There are various theories about how the April Fools’ Day tradition came about, also known as All Fools’ Day. One suggests that it may have been born of the Hilaria festival of ancient Rome — a day of games and masquerades celebrated on March 25. It also may stem from the Indian Holi celebration of spring. Ending on March 31, Holi gives people prankster freedom through the reversal of the usual positions of caste, gender and social status.
A Few of My Favorites
From various web sources, I’ve culled my favorites. Here they are:
- France and Italy — The holiday here is known as Poisson d’Avril (French), or Pesce d’aprile (Italian), which translates to April Fish. Kids tape a picture of a fish on the back of an innocent and unsuspicious friend (frenemy?) and laugh their heads off once the trick is discovered.

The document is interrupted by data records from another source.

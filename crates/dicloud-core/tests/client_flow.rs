//! End-to-end client flows against a mock server speaking the envelope
//! protocol: white-box outer codec, AES-encrypted respondData, signed
//! requests.

use std::collections::VecDeque;
use std::sync::Mutex;
use std::time::Duration;

use serde_json::{json, Value};
use wiremock::matchers::{method, path};
use wiremock::{Mock, MockServer, Request, Respond, ResponseTemplate};

use dicloud_core::{CommandCode, CoreClient, CoreConfig, CoreError, Section};
use dicloud_crypto::digest::md5_hex_upper;
use dicloud_crypto::{aes, WhiteBoxCodec};

const PASSWORD: &str = "p";
const PIN: &str = "123456";

fn content_key() -> String {
    // Session tokens in these tests are always ("S", "E").
    md5_hex_upper("E")
}

fn login_key() -> String {
    md5_hex_upper(PASSWORD)
}

/// Encode an outer response object the way the real service does.
fn wire(outer: Value) -> String {
    let codec = WhiteBoxCodec::new().unwrap();
    let encoded = codec.encode_envelope(outer.to_string().as_bytes());
    json!({ "response": encoded }).to_string()
}

/// `code=0` response with an encrypted payload.
fn wire_ok(payload: &Value, key: &str) -> String {
    let encrypted = aes::encrypt_hex(&payload.to_string(), key).unwrap();
    wire(json!({"code": "0", "message": "success", "respondData": encrypted}))
}

/// Non-zero code response without payload.
fn wire_code(code: &str, message: &str) -> String {
    wire(json!({"code": code, "message": message, "respondData": ""}))
}

fn login_body() -> String {
    wire_ok(
        &json!({"token": {"userId": "1434", "signToken": "S", "encryToken": "E"}}),
        &login_key(),
    )
}

/// Replays a fixed sequence of bodies, then keeps returning the last one.
struct BodySequence {
    bodies: Mutex<VecDeque<String>>,
    last: String,
}

impl BodySequence {
    fn new(bodies: Vec<String>) -> Self {
        let last = bodies.last().cloned().expect("at least one body");
        Self {
            bodies: Mutex::new(bodies.into()),
            last,
        }
    }
}

impl Respond for BodySequence {
    fn respond(&self, _request: &Request) -> ResponseTemplate {
        let mut bodies = self.bodies.lock().unwrap();
        let body = match bodies.len() {
            0 | 1 => bodies.front().cloned().unwrap_or_else(|| self.last.clone()),
            _ => bodies.pop_front().unwrap(),
        };
        ResponseTemplate::new(200).set_body_string(body)
    }
}

async fn mount_login(server: &MockServer) {
    Mock::given(method("POST"))
        .and(path("/app/account/login"))
        .respond_with(ResponseTemplate::new(200).set_body_string(login_body()))
        .mount(server)
        .await;
}

fn test_config(server: &MockServer) -> CoreConfig {
    CoreConfig::new("u@x", PASSWORD)
        .with_base_url(server.uri())
        .with_control_pin(PIN)
        .with_mqtt_enabled(false)
        .with_polling(3, Duration::from_millis(20))
        .with_mqtt_timeout(Duration::from_millis(50))
}

/// Decode a captured request body back into the outer field map.
fn decode_request(body: &[u8]) -> Value {
    let codec = WhiteBoxCodec::new().unwrap();
    let wrapper: Value = serde_json::from_slice(body).unwrap();
    let outer = codec
        .decode_envelope(wrapper["request"].as_str().unwrap())
        .unwrap();
    serde_json::from_slice(&outer).unwrap()
}

#[tokio::test]
async fn login_round_trip_derives_session_keys() {
    let server = MockServer::start().await;
    mount_login(&server).await;

    let client = CoreClient::new(test_config(&server)).unwrap();
    client.login().await.unwrap();

    let session = client.ensure_session().await.unwrap();
    assert_eq!(session.user_id, "1434");
    assert_eq!(session.sign_key, md5_hex_upper("S"));
    assert_eq!(session.content_key, md5_hex_upper("E"));

    // The request on the wire is a white-box envelope with a signed outer.
    let requests = server.received_requests().await.unwrap();
    assert_eq!(requests.len(), 1);
    let outer = decode_request(&requests[0].body);
    assert_eq!(outer["functionType"], "pwdLogin");
    assert_eq!(outer["identifier"], "u@x");
    assert_eq!(outer["sign"].as_str().unwrap().len(), 40);
    assert!(!outer["encryData"].as_str().unwrap().is_empty());
}

#[tokio::test]
async fn realtime_trigger_then_poll_until_fresh() {
    let server = MockServer::start().await;
    mount_login(&server).await;

    let key = content_key();
    Mock::given(method("POST"))
        .and(path("/vehicleInfo/vehicle/vehicleRealTimeRequest"))
        .respond_with(ResponseTemplate::new(200).set_body_string(wire_ok(
            &json!({"onlineState": 0, "requestSerial": "ABC"}),
            &key,
        )))
        .mount(&server)
        .await;
    Mock::given(method("POST"))
        .and(path("/vehicleInfo/vehicle/vehicleRealTimeResult"))
        .respond_with(BodySequence::new(vec![
            wire_ok(&json!({"onlineState": 0, "requestSerial": "ABC"}), &key),
            wire_ok(
                &json!({
                    "onlineState": 1,
                    "elecPercent": 70,
                    "tempInCar": -129,
                    "time": 1_770_817_900u64,
                    "requestSerial": "ABC"
                }),
                &key,
            ),
        ]))
        .mount(&server)
        .await;

    let client = CoreClient::new(test_config(&server)).unwrap();
    client.login().await.unwrap();
    let status = client.realtime("VIN1").await.unwrap();

    assert_eq!(status.elec_percent, Some(70.0));
    assert_eq!(status.temp_in_car, None);
    assert!(status.is_ready());

    let section = client.section("VIN1", Section::Realtime);
    assert_eq!(section.get("elecPercent"), Some(&json!(70.0)));
    assert_eq!(section.get("tempInCar"), None);
    assert_eq!(section.updated_at_ms, Some(1_770_817_900_000));

    // Poll requests carried the serial from the trigger.
    let polls: Vec<_> = server
        .received_requests()
        .await
        .unwrap()
        .iter()
        .filter(|r| r.url.path().ends_with("vehicleRealTimeResult"))
        .map(|r| decode_request(&r.body))
        .collect();
    assert_eq!(polls.len(), 2);
}

#[tokio::test]
async fn stale_realtime_poll_exhausts_and_keeps_store_untouched() {
    let server = MockServer::start().await;
    mount_login(&server).await;

    let key = content_key();
    let pending = wire_ok(&json!({"onlineState": 0, "requestSerial": "ABC"}), &key);
    for endpoint in [
        "/vehicleInfo/vehicle/vehicleRealTimeRequest",
        "/vehicleInfo/vehicle/vehicleRealTimeResult",
    ] {
        Mock::given(method("POST"))
            .and(path(endpoint))
            .respond_with(ResponseTemplate::new(200).set_body_string(pending.clone()))
            .mount(&server)
            .await;
    }

    let client = CoreClient::new(test_config(&server)).unwrap();
    client.login().await.unwrap();
    let status = client.realtime("VIN1").await.unwrap();

    assert!(!status.is_ready());
    assert_eq!(status.request_serial.as_deref(), Some("ABC"));
    assert!(client.section("VIN1", Section::Realtime).fields.is_empty());
}
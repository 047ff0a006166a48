//! Session state and the thread-safe holder shared across the core.

use std::sync::Arc;
use std::time::{Duration, Instant};

use parking_lot::RwLock;
use tokio::sync::Notify;
use zeroize::Zeroizing;

use dicloud_crypto::digest::md5_hex_upper;

/// An authenticated session. Immutable once created; replaced on re-auth.
pub struct Session {
    pub user_id: String,
    sign_token: Zeroizing<String>,
    /// `MD5(signToken)`, used for request signing.
    pub sign_key: String,
    /// `MD5(encryToken)`, the inner AES key for authenticated calls.
    pub content_key: String,
    created_at: Instant,
}

impl Session {
    /// Derive a session from the token triple returned by login.
    #[must_use]
    pub fn from_tokens(user_id: impl Into<String>, sign_token: &str, encry_token: &str) -> Self {
        Self {
            user_id: user_id.into(),
            sign_token: Zeroizing::new(sign_token.to_string()),
            sign_key: md5_hex_upper(sign_token),
            content_key: md5_hex_upper(encry_token),
            created_at: Instant::now(),
        }
    }

    /// Raw sign token, needed for push-broker credential derivation.
    #[must_use]
    pub fn sign_token(&self) -> &str {
        &self.sign_token
    }

    #[must_use]
    pub fn age(&self) -> Duration {
        self.created_at.elapsed()
    }

    #[must_use]
    pub fn is_expired(&self, ttl: Duration) -> bool {
        self.age() >= ttl
    }
}

impl std::fmt::Debug for Session {
    fn fmt(&self, f: &mut std::fmt::Formatter<'_>) -> std::fmt::Result {
        f.debug_struct("Session")
            .field("user_id", &self.user_id)
            .finish_non_exhaustive()
    }
}

/// Holds the current session; all mutation is serialized, readers see a
/// consistent snapshot. Replacement wakes the push listener.
#[derive(Default)]
pub struct SessionHolder {
    current: RwLock<Option<Arc<Session>>>,
    changed: Notify,
}

impl SessionHolder {
    #[must_use]
    pub fn new() -> Self {
        Self::default()
    }

    /// Current session, or `None` when unauthenticated / invalidated.
    #[must_use]
    pub fn current(&self) -> Option<Arc<Session>> {
        self.current.read().clone()
    }

    /// Atomically install a new session.
    pub fn replace(&self, session: Session) -> Arc<Session> {
        let session = Arc::new(session);
        *self.current.write() = Some(session.clone());
        self.changed.notify_waiters();
        session
    }

    /// Drop the current session (e.g. after a server-side expiry signal).
    pub fn invalidate(&self) {
        *self.current.write() = None;
        self.changed.notify_waiters();
    }

    /// Wait until the session is replaced or invalidated.
    pub async fn wait_for_change(&self) {
        self.changed.notified().await;
    }
}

- Scotland — Here, April 1 is known as Hunt the Gowk day. To celebrate “cuckoo” day, you send a friend on a fool’s errand by asking him to deliver a message requesting help. The contents of message are simply for the recipient to pass it along and continue the chain. The Scottish love their tricks so much that they have added a second day, known as Taily Day, on which jokesters apply the infamous “Kick Me” sign to a friend’s posterior. (Actually kicking that person is simply taking it too far).
- Iran — Falling on April 1 or April 2, the 13th day of the Persian New Year is called Sizdah Bedar. Legend has it that tricksters have played pranks on this day since 536 BC, perhaps making it the oldest known day of tomfoolery. Mischievous people spend the afternoon outside, celebrating the new season with food, frivolity, games, and jokes. Traditionally, after a picnic, people throw away green vegetables, which represent bad luck or bad health in the coming year.
- Portugal — The Portuguese celebrate April Fools’ on the Sunday and Monday prior to Lent, and on these special days they surprise someone by throwing flour on them.
- India — India’s Holi festival is celebrated on March 31, and just like everywhere else, it’s a day to play jokes. Similar to Portugal, but with more colors, Indians toss colored dust on each other and wear face and body paint.
What other culturally specific April Fools’ traditions have you encountered?